Records to use
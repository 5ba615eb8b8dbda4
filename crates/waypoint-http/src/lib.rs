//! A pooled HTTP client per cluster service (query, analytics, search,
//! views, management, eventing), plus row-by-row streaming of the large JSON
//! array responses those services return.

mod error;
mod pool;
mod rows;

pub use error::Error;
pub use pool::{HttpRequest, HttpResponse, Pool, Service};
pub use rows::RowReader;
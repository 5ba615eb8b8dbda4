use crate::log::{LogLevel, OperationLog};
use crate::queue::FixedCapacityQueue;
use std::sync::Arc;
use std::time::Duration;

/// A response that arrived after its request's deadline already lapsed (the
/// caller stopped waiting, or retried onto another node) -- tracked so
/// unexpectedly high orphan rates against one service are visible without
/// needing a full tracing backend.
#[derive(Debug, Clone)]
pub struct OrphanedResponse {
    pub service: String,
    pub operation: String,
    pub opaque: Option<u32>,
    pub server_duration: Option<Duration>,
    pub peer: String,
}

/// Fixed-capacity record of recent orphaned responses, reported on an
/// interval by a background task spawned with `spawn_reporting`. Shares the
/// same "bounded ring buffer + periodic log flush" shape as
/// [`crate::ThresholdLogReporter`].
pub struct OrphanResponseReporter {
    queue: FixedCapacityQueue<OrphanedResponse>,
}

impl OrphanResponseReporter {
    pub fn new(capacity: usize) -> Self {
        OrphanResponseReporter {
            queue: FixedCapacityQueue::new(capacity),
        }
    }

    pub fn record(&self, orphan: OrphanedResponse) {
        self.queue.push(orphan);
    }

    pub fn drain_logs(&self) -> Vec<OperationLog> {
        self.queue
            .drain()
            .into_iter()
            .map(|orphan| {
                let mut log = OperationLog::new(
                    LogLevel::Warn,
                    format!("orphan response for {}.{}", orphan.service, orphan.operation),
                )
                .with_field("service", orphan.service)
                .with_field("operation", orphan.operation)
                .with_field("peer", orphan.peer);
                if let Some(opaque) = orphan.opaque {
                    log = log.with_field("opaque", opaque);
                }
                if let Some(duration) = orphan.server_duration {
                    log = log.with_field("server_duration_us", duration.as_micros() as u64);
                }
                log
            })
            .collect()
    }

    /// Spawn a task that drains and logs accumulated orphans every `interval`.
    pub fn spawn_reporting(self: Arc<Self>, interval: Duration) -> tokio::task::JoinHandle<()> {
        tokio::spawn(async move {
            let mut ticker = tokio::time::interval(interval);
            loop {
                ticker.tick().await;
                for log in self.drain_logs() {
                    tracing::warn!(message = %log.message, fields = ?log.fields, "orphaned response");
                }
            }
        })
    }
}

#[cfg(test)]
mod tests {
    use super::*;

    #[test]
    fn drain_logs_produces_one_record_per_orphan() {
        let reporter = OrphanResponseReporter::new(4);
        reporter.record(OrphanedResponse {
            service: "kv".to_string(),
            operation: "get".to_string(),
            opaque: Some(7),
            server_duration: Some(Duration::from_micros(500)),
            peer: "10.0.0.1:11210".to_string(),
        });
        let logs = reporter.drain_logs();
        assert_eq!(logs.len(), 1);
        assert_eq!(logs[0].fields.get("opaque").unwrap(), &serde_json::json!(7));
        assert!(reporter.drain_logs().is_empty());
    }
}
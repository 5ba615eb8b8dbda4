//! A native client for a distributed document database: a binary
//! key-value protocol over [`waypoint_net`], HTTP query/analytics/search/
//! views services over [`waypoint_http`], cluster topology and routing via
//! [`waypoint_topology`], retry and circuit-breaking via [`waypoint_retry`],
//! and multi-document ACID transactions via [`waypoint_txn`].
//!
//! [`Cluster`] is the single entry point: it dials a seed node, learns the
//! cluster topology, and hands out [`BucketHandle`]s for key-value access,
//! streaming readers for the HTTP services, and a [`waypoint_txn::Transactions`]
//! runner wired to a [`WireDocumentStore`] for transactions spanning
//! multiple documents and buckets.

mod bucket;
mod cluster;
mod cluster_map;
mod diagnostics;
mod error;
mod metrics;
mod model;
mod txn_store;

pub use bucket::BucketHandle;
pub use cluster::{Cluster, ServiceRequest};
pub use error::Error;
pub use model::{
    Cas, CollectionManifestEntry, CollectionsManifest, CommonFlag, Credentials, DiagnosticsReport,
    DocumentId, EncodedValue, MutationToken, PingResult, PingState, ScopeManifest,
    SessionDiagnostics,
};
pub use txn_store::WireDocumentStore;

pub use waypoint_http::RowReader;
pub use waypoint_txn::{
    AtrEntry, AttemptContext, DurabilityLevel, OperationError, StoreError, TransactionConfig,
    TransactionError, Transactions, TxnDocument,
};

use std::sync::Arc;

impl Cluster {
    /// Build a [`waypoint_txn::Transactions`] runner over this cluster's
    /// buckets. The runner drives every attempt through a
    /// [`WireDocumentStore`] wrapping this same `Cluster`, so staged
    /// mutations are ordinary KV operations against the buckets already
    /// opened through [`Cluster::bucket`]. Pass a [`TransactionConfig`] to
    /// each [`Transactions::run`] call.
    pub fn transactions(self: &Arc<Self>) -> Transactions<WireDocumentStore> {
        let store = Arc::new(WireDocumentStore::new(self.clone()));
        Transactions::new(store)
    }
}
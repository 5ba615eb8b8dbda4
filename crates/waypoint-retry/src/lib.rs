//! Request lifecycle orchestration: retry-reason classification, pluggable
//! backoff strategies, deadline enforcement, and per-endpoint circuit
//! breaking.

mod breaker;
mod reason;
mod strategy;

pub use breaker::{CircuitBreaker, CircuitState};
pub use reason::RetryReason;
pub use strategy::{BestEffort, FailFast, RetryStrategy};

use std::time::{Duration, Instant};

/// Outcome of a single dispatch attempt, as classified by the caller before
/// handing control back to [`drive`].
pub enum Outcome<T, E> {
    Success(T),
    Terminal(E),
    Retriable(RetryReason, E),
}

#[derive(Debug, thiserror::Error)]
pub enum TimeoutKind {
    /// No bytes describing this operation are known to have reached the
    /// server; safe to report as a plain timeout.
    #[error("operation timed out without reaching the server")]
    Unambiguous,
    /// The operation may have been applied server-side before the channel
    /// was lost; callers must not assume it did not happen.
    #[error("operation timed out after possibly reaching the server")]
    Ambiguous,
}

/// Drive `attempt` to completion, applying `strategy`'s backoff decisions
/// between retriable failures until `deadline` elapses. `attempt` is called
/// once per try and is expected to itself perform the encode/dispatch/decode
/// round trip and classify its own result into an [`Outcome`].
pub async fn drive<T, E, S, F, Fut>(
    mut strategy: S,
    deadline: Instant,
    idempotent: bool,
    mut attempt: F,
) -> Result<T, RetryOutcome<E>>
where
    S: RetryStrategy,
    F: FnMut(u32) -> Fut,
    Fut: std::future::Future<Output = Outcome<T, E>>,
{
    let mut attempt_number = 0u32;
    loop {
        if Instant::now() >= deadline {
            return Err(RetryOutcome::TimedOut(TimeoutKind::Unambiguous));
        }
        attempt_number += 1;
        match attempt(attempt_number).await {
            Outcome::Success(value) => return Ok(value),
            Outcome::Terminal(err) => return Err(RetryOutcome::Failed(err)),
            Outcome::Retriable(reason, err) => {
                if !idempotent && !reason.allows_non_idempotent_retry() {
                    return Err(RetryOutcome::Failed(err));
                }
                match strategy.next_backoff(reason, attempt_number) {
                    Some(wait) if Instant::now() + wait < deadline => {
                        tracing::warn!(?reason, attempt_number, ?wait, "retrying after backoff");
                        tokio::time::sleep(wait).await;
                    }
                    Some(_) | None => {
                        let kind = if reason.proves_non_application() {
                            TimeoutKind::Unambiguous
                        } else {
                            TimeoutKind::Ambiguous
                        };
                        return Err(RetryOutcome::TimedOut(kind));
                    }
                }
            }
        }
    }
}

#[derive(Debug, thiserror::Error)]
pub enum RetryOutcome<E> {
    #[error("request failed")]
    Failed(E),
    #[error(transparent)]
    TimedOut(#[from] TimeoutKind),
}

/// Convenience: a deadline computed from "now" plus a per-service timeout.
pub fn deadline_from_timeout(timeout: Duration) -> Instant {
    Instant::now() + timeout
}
==
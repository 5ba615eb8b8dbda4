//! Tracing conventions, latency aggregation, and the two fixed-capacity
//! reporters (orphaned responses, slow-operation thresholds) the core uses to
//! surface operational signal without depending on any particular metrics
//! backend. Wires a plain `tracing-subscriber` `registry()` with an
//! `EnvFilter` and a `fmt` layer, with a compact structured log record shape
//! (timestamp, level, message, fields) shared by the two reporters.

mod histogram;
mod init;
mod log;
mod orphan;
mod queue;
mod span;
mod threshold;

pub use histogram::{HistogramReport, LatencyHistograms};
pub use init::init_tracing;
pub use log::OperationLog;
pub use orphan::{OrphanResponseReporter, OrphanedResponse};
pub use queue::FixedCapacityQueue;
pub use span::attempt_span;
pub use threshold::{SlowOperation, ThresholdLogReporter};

Task directions
Show every line in the records above that contains the word "RowReader".

Solution for this exercise
pub use rows::RowReader;
pub use waypoint_http::RowReader;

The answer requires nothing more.